Well, before long, concrete technology, how to pour it and construct things with it, became Fritzl's specialty. This was how Fritzl learned the skills he needed to construct the underground dungeon where he would imprison his daughter for 24 years. It's just...
fucking pieces keep just start falling into place to make this shit possible. It's kind of like a twisted twisted little moment of fate. You know what I mean? It's just like all the stars aligned. Everything came together just the right way for me to do what I did. Isn't that great? In the worst way possible. Yeah, you know, well, to some. But in terms of being a father with a sex dungeon, pretty much the number one guy. laughter
And I have an actual dungeon. Now Fritzl managed to stay out of prison. And by 1970, at the age of 35, his wife gave birth to twins. Now that they had six children, Joseph decided they needed more room. So they moved into his mother's massive three-story house. The question is what happened to Joseph's mother?

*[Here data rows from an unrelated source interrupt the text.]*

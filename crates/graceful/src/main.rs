//! Graceful demo server - Entry point
//!
//! Serves a few demo routes and shuts down gracefully on SIGINT/SIGTERM.

use std::path::PathBuf;
use std::time::Duration;

use anyhow::Context;
use http::{Method, Request, StatusCode};
use hyper::body::Incoming;
use tracing::info;

use graceful::config::ConfigLoader;
use graceful::server::{respond, HttpEngine, HttpResponse, Server, ServerConfig};
use graceful::telemetry::init_telemetry;

/// Configuration file read when `--config` is not given.
const DEFAULT_CONFIG_FILE: &str = "graceful.toml";

/// Prefix for environment overrides, e.g. `GRACEFUL__SERVER__HTTP_ADDR`.
const ENV_PREFIX: &str = "GRACEFUL";

/// Upper bound for `/slow?ms=`.
const MAX_SLOW_MS: u64 = 60_000;

/// Command-line arguments.
struct Args {
    /// Path to configuration file.
    config: Option<PathBuf>,
}

impl Args {
    fn parse() -> Self {
        let mut args = std::env::args().skip(1);
        let mut config = None;

        while let Some(arg) = args.next() {
            match arg.as_str() {
                "--config" | "-c" => {
                    config = args.next().map(PathBuf::from);
                }
                "--help" | "-h" => {
                    print_help();
                    std::process::exit(0);
                }
                "--version" | "-v" => {
                    println!("graceful-demo {}", env!("CARGO_PKG_VERSION"));
                    std::process::exit(0);
                }
                other => {
                    eprintln!("Unknown argument: {other}");
                    eprintln!("Use --help for usage information");
                    std::process::exit(1);
                }
            }
        }

        Self { config }
    }
}

fn print_help() {
    println!(
        r"Graceful demo server

USAGE:
    graceful-demo [OPTIONS]

OPTIONS:
    -c, --config <PATH>    Path to configuration file (TOML or JSON)
    -h, --help             Print help information
    -v, --version          Print version information

ROUTES:
    GET /                  Plain greeting
    GET /slow?ms=<N>       Responds after N milliseconds
    GET /health            Liveness probe

ENVIRONMENT VARIABLES:
    GRACEFUL__SERVER__HTTP_ADDR            Bind address (default: 0.0.0.0:8080)
    GRACEFUL__SERVER__SHUTDOWN_TIMEOUT_MS  Grace period, 0 waits forever (default: 30000)
    GRACEFUL__TELEMETRY__LOGGING__LEVEL    Log filter (default: info)
    GRACEFUL__TELEMETRY__METRICS__ENABLED  Serve Prometheus metrics (default: false)
"
    );
}

async fn demo(req: Request<Incoming>) -> HttpResponse {
    match (req.method(), req.uri().path()) {
        (&Method::GET, "/") => respond(StatusCode::OK, "hello, world\n"),
        (&Method::GET, "/health") => respond(StatusCode::OK, "ok\n"),
        (&Method::GET, "/slow") => {
            let ms = slow_millis(req.uri().query());
            tokio::time::sleep(Duration::from_millis(ms)).await;
            respond(StatusCode::OK, format!("slept {ms}ms\n"))
        }
        _ => respond(StatusCode::NOT_FOUND, "not found\n"),
    }
}

fn slow_millis(query: Option<&str>) -> u64 {
    query
        .into_iter()
        .flat_map(|q| q.split('&'))
        .find_map(|pair| pair.strip_prefix("ms="))
        .and_then(|ms| ms.parse::<u64>().ok())
        .unwrap_or(1_000)
        .min(MAX_SLOW_MS)
}

#[tokio::main]
async fn main() -> anyhow::Result<()> {
    let args = Args::parse();

    let loader = ConfigLoader::new()
        .with_dotenv()
        .context("failed to load .env file")?;
    let loader = match &args.config {
        Some(path) => loader
            .with_file(path)
            .with_context(|| format!("failed to load configuration from {}", path.display()))?,
        None => loader.with_optional_file(DEFAULT_CONFIG_FILE)?,
    };
    let config = loader
        .with_env_prefix(ENV_PREFIX)
        .load()
        .context("invalid configuration")?;

    init_telemetry(&config.telemetry.to_telemetry_config())
        .context("failed to initialize telemetry")?;

    let server_config = ServerConfig::from(&config.server);
    let engine = HttpEngine::new(demo);
    let server = Server::builder(engine).config(&server_config).build();

    info!(
        version = env!("CARGO_PKG_VERSION"),
        addr = %server_config.http_addr(),
        "starting graceful demo server"
    );

    server.listen_and_serve().await?;

    info!("server exited cleanly");
    Ok(())
}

No one really knows for sure where she went, but Joseph told neighbors in 1970 that she just died. According to what Joseph later told police, though, he bricked up the windows on the third floor and kept Maria Fritzl imprisoned there for a full decade until she really did die in 1980. Yeah, that's a, that's a, it's technically not, I don't think it's real. I don't think it's really a death. They're saying it's not real, but, you know, it's a track.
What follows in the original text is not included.